[Saved data entries]
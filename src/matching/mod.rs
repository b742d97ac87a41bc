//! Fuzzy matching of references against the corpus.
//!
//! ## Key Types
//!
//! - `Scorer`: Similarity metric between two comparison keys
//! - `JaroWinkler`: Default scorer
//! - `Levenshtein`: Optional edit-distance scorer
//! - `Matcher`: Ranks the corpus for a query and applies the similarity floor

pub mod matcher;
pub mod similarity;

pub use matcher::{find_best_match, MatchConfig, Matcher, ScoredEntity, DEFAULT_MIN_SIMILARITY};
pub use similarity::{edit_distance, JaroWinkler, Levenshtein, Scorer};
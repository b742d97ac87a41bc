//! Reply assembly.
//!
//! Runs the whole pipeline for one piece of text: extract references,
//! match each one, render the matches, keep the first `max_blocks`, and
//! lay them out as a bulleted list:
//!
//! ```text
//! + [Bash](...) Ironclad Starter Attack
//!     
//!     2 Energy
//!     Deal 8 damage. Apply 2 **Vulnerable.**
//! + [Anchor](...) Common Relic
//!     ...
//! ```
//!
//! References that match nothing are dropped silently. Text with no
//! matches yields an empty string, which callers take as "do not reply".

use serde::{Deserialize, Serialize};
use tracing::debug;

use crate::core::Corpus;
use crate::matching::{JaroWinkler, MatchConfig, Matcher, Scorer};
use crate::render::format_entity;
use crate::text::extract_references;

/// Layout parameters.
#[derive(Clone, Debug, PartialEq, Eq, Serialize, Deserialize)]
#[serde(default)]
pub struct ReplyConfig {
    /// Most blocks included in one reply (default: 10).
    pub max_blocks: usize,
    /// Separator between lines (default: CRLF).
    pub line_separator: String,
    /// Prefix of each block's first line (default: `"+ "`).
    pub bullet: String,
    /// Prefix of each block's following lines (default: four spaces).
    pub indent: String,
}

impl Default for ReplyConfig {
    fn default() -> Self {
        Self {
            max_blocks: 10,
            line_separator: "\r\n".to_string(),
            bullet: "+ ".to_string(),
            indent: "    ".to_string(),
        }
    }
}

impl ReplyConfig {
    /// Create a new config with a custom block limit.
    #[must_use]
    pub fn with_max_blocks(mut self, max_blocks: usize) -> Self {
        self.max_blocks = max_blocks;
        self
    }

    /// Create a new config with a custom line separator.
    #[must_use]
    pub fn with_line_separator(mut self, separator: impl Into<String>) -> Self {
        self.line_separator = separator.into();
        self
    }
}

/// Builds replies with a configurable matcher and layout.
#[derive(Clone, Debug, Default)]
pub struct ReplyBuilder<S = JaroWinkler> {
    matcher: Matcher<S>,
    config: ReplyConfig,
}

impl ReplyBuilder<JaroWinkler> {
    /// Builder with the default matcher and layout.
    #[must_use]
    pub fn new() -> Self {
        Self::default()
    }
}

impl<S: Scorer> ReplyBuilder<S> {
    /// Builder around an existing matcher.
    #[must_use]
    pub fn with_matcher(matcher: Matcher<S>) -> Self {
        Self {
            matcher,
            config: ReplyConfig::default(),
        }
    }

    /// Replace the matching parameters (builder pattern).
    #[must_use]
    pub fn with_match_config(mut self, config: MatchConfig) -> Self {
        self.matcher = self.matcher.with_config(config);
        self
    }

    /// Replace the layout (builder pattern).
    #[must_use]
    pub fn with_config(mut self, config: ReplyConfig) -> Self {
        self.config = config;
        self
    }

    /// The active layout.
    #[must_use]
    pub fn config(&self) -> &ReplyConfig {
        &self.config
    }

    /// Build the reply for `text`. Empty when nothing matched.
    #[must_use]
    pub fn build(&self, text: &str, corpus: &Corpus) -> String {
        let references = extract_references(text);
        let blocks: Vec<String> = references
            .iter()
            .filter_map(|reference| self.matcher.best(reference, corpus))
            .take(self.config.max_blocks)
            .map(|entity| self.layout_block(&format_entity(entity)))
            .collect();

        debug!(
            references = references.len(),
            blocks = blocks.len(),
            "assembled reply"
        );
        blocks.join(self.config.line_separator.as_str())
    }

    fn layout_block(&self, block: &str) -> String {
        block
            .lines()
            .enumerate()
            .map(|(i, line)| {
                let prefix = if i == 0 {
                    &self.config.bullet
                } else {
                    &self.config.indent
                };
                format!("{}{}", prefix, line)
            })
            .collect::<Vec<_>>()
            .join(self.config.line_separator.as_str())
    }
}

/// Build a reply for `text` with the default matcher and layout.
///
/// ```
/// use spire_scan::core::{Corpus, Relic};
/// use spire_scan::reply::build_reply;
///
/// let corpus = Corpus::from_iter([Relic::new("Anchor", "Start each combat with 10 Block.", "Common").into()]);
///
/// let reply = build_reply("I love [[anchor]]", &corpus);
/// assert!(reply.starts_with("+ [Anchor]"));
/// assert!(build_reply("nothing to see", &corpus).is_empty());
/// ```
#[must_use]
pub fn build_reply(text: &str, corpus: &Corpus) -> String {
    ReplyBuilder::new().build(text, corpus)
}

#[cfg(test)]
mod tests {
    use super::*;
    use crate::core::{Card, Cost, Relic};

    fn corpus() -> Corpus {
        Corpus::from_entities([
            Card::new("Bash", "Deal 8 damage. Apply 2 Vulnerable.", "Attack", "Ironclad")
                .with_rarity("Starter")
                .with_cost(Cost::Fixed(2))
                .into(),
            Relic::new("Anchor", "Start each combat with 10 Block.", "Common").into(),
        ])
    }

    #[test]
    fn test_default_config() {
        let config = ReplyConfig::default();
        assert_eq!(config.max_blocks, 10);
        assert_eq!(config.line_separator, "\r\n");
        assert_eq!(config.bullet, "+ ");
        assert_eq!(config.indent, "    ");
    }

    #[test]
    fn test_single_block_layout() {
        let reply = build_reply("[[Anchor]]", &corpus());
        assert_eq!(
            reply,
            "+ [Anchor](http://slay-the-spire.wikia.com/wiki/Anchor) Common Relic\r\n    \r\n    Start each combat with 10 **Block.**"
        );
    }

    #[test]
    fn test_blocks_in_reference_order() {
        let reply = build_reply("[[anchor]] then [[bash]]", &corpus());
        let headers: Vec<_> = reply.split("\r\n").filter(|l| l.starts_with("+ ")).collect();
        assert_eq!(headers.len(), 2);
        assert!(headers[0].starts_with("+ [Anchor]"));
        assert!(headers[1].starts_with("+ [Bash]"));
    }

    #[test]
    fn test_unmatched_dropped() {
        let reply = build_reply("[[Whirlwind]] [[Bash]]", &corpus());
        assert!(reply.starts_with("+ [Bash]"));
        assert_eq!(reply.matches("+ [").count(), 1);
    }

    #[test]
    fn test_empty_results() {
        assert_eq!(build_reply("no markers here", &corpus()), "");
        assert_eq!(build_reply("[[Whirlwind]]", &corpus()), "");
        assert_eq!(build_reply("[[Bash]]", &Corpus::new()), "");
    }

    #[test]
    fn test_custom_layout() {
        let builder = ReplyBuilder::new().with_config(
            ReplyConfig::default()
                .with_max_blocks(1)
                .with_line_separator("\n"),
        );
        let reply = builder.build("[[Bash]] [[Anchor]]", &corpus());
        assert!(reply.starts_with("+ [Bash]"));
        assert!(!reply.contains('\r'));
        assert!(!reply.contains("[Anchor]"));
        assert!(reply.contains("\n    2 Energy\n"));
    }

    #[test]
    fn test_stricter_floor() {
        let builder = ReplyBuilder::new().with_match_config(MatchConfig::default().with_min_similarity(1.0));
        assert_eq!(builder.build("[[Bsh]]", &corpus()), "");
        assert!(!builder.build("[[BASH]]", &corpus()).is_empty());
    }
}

### Problem to solve
Starting from the records above, filter out all lines except those containing the word "Replace".

### Solution to the problem
    /// Replace the matching parameters (builder pattern).
    /// Replace the layout (builder pattern).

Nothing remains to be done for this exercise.